Governo decreta asfixia financeira contra bets ilegais
O novo decreto do governo autoriza o confisco de bens e o bloqueio de contas bancárias de bets não autorizadas
- Publicado: 20/06/2026 15:15
- Alterado: 20/06/2026 15:15
- Autor: Daniela Ferreira
- Fonte: Governo Federal
O Governo Federal oficializou um novo cerco ao mercado clandestino de jogos de azar. Em decreto assinado pelo presidente Luiz Inácio Lula da Silva na sexta-feira (19), o Executivo regulamentou instrumentos de asfixia econômica para congelar ativos e interromper fluxos bancários de plataformas que operam sem licença. A medida, porém, joga luz sobre um cenário complexo: a dificuldade crônica do Estado em fiscalizar e conter um setor bilionário que ele mesmo legalizou.
Embora o mercado de apostas de quota fixa seja regulamentado no Brasil, a proliferação de operadoras piratas corre em ritmo veloz, desafiando a estrutura de controle estatal. A nova ofensiva jurídica baseia-se nos moldes de combate ao crime organizado e foi viabilizada após a aprovação da Lei Antifacção pelo Congresso Nacional. A principal aposta do texto é o dispositivo de “perdimento de bens”, que autoriza o confisco definitivo do patrimônio financeiro dessas bancas irregulares.
A Engrenagem de Bloqueio e o Desafio da Agilidade

O fluxo de sanção administrativa desenhado pelo decreto exige uma coordenação minuciosa entre três ministérios e o Banco Central, gerando dúvidas no mercado sobre a eficácia prática de sua velocidade:
- Rastreamento: A Secretaria de Prêmios e Apostas (SPA) do Ministério da Fazenda emite um auto de constatação ao identificar um operador ilegal;
- Bloqueio Técnico: Após a notificação, os bancos e as instituições de pagamento têm o prazo de 24 horas para congelar o saldo das contas e barrar novas transferências. O Banco Central fica responsável por monitorar o cumprimento da ordem;
- Destinação dos Recursos: A Secretaria Nacional de Segurança Pública (Senasp) conduz o processo administrativo. Caso a ilegalidade seja ratificada ao fim do rito, os valores confiscados serão destinados ao Fundo Nacional de Segurança Pública (FNSP).

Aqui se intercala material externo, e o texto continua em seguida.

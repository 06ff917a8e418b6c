//! Deadline-bounded execution of the external tool

use crate::error::{ExecutionError, ExecutionResult};
use crate::launcher::RunContext;
use crate::shutdown::ShutdownListener;
use chrono::{DateTime, Utc};
use genbench_config::ExecutionConfig;
use genbench_core::record::round_to;
use genbench_core::{EndpointDescriptor, RunKey};
use std::path::{Path, PathBuf};
use std::process::ExitStatus;
use std::time::{Duration, Instant};
use tokio::fs::{File, OpenOptions};
use tokio::io::{AsyncBufReadExt, AsyncRead, AsyncWriteExt, BufReader};
use tokio::process::Child;
use tokio::sync::mpsc;
use tokio::task::JoinHandle;
use tracing::{debug, info, warn};

/// Exit code recorded when the tool could not be started at all
pub const SPAWN_FAILURE_EXIT_CODE: i32 = 127;

const ANNOTATION_PREFIX: &str = "[genbench]";

/// One (endpoint, iteration) invocation
#[derive(Debug, Clone)]
pub struct RunRequest<'a> {
    pub endpoint: &'a EndpointDescriptor,
    pub run_number: u32,
    pub search_budget_seconds: u64,
    /// Exclusive output directory for this run
    pub run_dir: PathBuf,
}

impl<'a> RunRequest<'a> {
    pub fn key(&self) -> RunKey {
        RunKey::new(self.endpoint.id, self.run_number)
    }
}

/// What the executor observed about one run, before classification
#[derive(Debug, Clone, PartialEq)]
pub struct RawExecution {
    pub key: RunKey,
    pub started_at: DateTime<Utc>,
    pub finished_at: DateTime<Utc>,
    pub duration_seconds: f64,
    pub search_budget_seconds: u64,
    pub exit_code: i32,
    pub timed_out: bool,
    pub run_dir: PathBuf,
    pub log_path: PathBuf,
    pub deadline: Duration,
}

impl RawExecution {
    /// Captured log, lossily decoded
    pub async fn read_log(&self) -> ExecutionResult<String> {
        let bytes = tokio::fs::read(&self.log_path).await?;
        Ok(String::from_utf8_lossy(&bytes).into_owned())
    }

    pub fn tests_dir(&self) -> PathBuf {
        self.run_dir.join(genbench_core::layout::GENERATED_TESTS_DIR)
    }

    pub fn report_dir(&self) -> PathBuf {
        self.run_dir.join(genbench_core::layout::TOOL_REPORT_DIR)
    }
}

enum Outcome {
    Exited(ExitStatus),
    DeadlineExceeded,
    Interrupted(crate::shutdown::ShutdownSignal),
}

/// Launches the tool for one run and bounds it by a hard deadline
#[derive(Debug, Clone)]
pub struct RunExecutor {
    config: ExecutionConfig,
}

impl RunExecutor {
    pub fn new(config: ExecutionConfig) -> Self {
        Self { config }
    }

    pub fn config(&self) -> &ExecutionConfig {
        &self.config
    }

    /// Run the tool once.
    ///
    /// A tool that fails, hangs or cannot be started still yields a
    /// [`RawExecution`]; only an operator interrupt or a broken run
    /// directory is an error.
    pub async fn execute(
        &self,
        request: &RunRequest<'_>,
        shutdown: &mut ShutdownListener,
    ) -> ExecutionResult<RawExecution> {
        let key = request.key();
        tokio::fs::create_dir_all(&request.run_dir).await?;
        let run_dir = tokio::fs::canonicalize(&request.run_dir).await?;
        let ctx = RunContext::new(
            request.endpoint,
            request.run_number,
            request.search_budget_seconds,
            &run_dir,
        );
        tokio::fs::create_dir_all(ctx.tests_dir()).await?;
        tokio::fs::create_dir_all(ctx.report_dir()).await?;

        let log_path = run_dir.join(&self.config.log_file_name);
        let deadline = self.config.deadline_for(request.search_budget_seconds);
        let (log_tx, log_writer) = spawn_log_writer(&log_path).await?;

        let started_at = Utc::now();
        let clock = Instant::now();
        let program = ctx.render(&self.config.tool.program);

        info!(
            endpoint_id = key.endpoint_id,
            run_number = key.run_number,
            deadline_secs = deadline.as_secs(),
            "Launching {} for {}",
            program,
            request.endpoint.controller_class
        );

        let mut child = match ctx.tool_command(&self.config.tool).spawn() {
            Ok(child) => child,
            Err(e) => {
                warn!(
                    endpoint_id = key.endpoint_id,
                    run_number = key.run_number,
                    "Failed to spawn {}: {}",
                    program,
                    e
                );
                let _ = log_tx.send(format!(
                    "{} failed to spawn '{}': {}",
                    ANNOTATION_PREFIX, program, e
                ));
                drop(log_tx);
                finish_log_writer(log_writer).await?;
                return Ok(RawExecution {
                    key,
                    started_at,
                    finished_at: Utc::now(),
                    duration_seconds: round_to(clock.elapsed().as_secs_f64(), 3),
                    search_budget_seconds: request.search_budget_seconds,
                    exit_code: SPAWN_FAILURE_EXIT_CODE,
                    timed_out: false,
                    run_dir,
                    log_path,
                    deadline,
                });
            }
        };

        let mut readers = Vec::with_capacity(2);
        if let Some(stdout) = child.stdout.take() {
            readers.push(spawn_line_reader(stdout, log_tx.clone()));
        }
        if let Some(stderr) = child.stderr.take() {
            readers.push(spawn_line_reader(stderr, log_tx.clone()));
        }

        let outcome = tokio::select! {
            waited = tokio::time::timeout(deadline, child.wait()) => match waited {
                Ok(status) => Outcome::Exited(status?),
                Err(_) => Outcome::DeadlineExceeded,
            },
            signal = shutdown.wait() => Outcome::Interrupted(signal),
        };

        let (exit_code, timed_out) = match outcome {
            Outcome::Exited(status) => {
                self.drain_readers(readers).await;
                (exit_code_of(status), false)
            }
            Outcome::DeadlineExceeded => {
                warn!(
                    endpoint_id = key.endpoint_id,
                    run_number = key.run_number,
                    "Deadline of {}s exceeded, terminating tool",
                    deadline.as_secs()
                );
                self.terminate(&mut child).await;
                self.drain_readers(readers).await;
                let _ = log_tx.send(format!(
                    "{} deadline of {}s exceeded (search budget {}s x {}); process terminated",
                    ANNOTATION_PREFIX,
                    deadline.as_secs(),
                    request.search_budget_seconds,
                    self.config.deadline_multiplier
                ));
                self.cleanup(&ctx).await;
                (self.config.timeout_exit_code, true)
            }
            Outcome::Interrupted(signal) => {
                warn!(
                    endpoint_id = key.endpoint_id,
                    run_number = key.run_number,
                    "Run interrupted by {}, terminating tool",
                    signal
                );
                self.terminate(&mut child).await;
                self.drain_readers(readers).await;
                self.cleanup(&ctx).await;
                drop(log_tx);
                let _ = finish_log_writer(log_writer).await;
                return Err(ExecutionError::Cancelled(signal));
            }
        };

        drop(log_tx);
        finish_log_writer(log_writer).await?;

        let finished_at = Utc::now();
        let duration_seconds = round_to(clock.elapsed().as_secs_f64(), 3);
        info!(
            endpoint_id = key.endpoint_id,
            run_number = key.run_number,
            exit_code,
            timed_out,
            "Tool finished after {:.1}s",
            duration_seconds
        );

        Ok(RawExecution {
            key,
            started_at,
            finished_at,
            duration_seconds,
            search_budget_seconds: request.search_budget_seconds,
            exit_code,
            timed_out,
            run_dir,
            log_path,
            deadline,
        })
    }

    /// SIGTERM the whole process group, then SIGKILL after the grace period
    async fn terminate(&self, child: &mut Child) {
        let grace = self.config.kill_grace_period;

        #[cfg(unix)]
        if let Some(pid) = child.id() {
            signal_group(pid, nix::sys::signal::Signal::SIGTERM);
            if let Ok(Ok(status)) = tokio::time::timeout(grace, child.wait()).await {
                debug!("Tool exited after SIGTERM with {}", status);
                signal_group(pid, nix::sys::signal::Signal::SIGKILL);
                return;
            }
            signal_group(pid, nix::sys::signal::Signal::SIGKILL);
        }

        if let Err(e) = child.start_kill() {
            debug!("Kill after deadline: {}", e);
        }
        match tokio::time::timeout(grace, child.wait()).await {
            Ok(Ok(status)) => debug!("Tool killed with {}", status),
            Ok(Err(e)) => warn!("Error reaping killed tool: {}", e),
            Err(_) => warn!("Tool did not exit within {:?} of SIGKILL", grace),
        }
    }

    /// Let readers flush what the pipes still hold, then give up on them
    async fn drain_readers(&self, readers: Vec<JoinHandle<()>>) {
        for reader in readers {
            let abort = reader.abort_handle();
            if tokio::time::timeout(self.config.kill_grace_period, reader).await.is_err() {
                debug!("Output reader still blocked after grace period; aborting");
                abort.abort();
            }
        }
    }

    async fn cleanup(&self, ctx: &RunContext<'_>) {
        let Some(mut cmd) = ctx.cleanup_command(&self.config.tool) else {
            return;
        };
        match tokio::time::timeout(self.config.kill_grace_period, cmd.status()).await {
            Ok(Ok(status)) => debug!("Cleanup command finished with {}", status),
            Ok(Err(e)) => debug!("Cleanup command failed to start: {}", e),
            Err(_) => warn!("Cleanup command did not finish in time"),
        }
    }
}

#[cfg(unix)]
fn signal_group(pid: u32, signal: nix::sys::signal::Signal) {
    use nix::sys::signal::killpg;
    use nix::unistd::Pid;

    // The tool leads its own group, so its pid is the group id
    if let Err(e) = killpg(Pid::from_raw(pid as i32), signal) {
        debug!("Failed to send {:?} to process group {}: {}", signal, pid, e);
    }
}

#[cfg(unix)]
fn exit_code_of(status: ExitStatus) -> i32 {
    use std::os::unix::process::ExitStatusExt;
    status
        .code()
        .or_else(|| status.signal().map(|signal| 128 + signal))
        .unwrap_or(-1)
}

#[cfg(not(unix))]
fn exit_code_of(status: ExitStatus) -> i32 {
    status.code().unwrap_or(-1)
}

async fn spawn_log_writer(
    path: &Path,
) -> ExecutionResult<(mpsc::UnboundedSender<String>, JoinHandle<std::io::Result<()>>)> {
    let file = OpenOptions::new()
        .create(true)
        .write(true)
        .truncate(true)
        .open(path)
        .await?;
    let (tx, rx) = mpsc::unbounded_channel();
    let writer = tokio::spawn(write_lines(file, rx));
    Ok((tx, writer))
}

async fn write_lines(
    mut file: File,
    mut rx: mpsc::UnboundedReceiver<String>,
) -> std::io::Result<()> {
    while let Some(line) = rx.recv().await {
        file.write_all(line.as_bytes()).await?;
        file.write_all(b"\n").await?;
        // Flushed per line so a hung run still leaves its output behind
        file.flush().await?;
    }
    file.sync_all().await
}

async fn finish_log_writer(writer: JoinHandle<std::io::Result<()>>) -> ExecutionResult<()> {
    match writer.await {
        Ok(Ok(())) => Ok(()),
        Ok(Err(e)) => Err(ExecutionError::LogWriter(e.to_string())),
        Err(e) => Err(ExecutionError::LogWriter(e.to_string())),
    }
}

fn spawn_line_reader<R>(stream: R, tx: mpsc::UnboundedSender<String>) -> JoinHandle<()>
where
    R: AsyncRead + Unpin + Send + 'static,
{
    tokio::spawn(async move {
        let mut reader = BufReader::new(stream);
        let mut buf = Vec::new();
        loop {
            buf.clear();
            match reader.read_until(b'\n', &mut buf).await {
                Ok(0) => break,
                Ok(_) => {
                    let line = String::from_utf8_lossy(&buf);
                    let line = line.trim_end_matches(['\n', '\r']).to_string();
                    if tx.send(line).is_err() {
                        break;
                    }
                }
                Err(e) => {
                    debug!("Output stream closed with error: {}", e);
                    break;
                }
            }
        }
    })
}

Apesar de o ministro da Fazenda, Dario Durigan, defender que a medida “atinge o centro econômico das atividades ilícitas”, especialistas apontam que a volatilidade das transações digitais e o uso de criptoativos e laranjas frequentemente deixam o Estado um passo atrás dos operadores clandestinos.
Números Altos, Soluções Tardias?
Os dados divulgados pela SPA revelam a magnitude de um problema que se expandiu à sombra da própria legalização do jogo:
- Derrubada de Sites: Desde outubro de 2024, mais de 50 mil domínios da internet e 190 aplicativos foram retirados do ar por atuação irregular;
- Ofensiva Publicitária: Foram deletados 780 perfis e 306 publicações em redes sociais que promoviam sites piratas, expondo a fragilidade do controle sobre a publicidade digital;
- Alerta Social: A Plataforma Centralizada de Autoexclusão, lançada em dezembro de 2025 para mitigar os impactos da dependência em jogos, já acumula mais de 650 mil pedidos de cidadãos que solicitaram o bloqueio voluntário do próprio CPF de todas as bets legalizadas do país — um indicador alarmante dos reflexos sociais da própria atividade regulamentada.
O decreto tenta corrigir distorções em um mercado que se expandiu de forma agressiva nos últimos anos. Resta saber se o aparato fiscalizatório terá fôlego e tecnologia suficientes para converter o rigor do papel em eficácia real nas redes.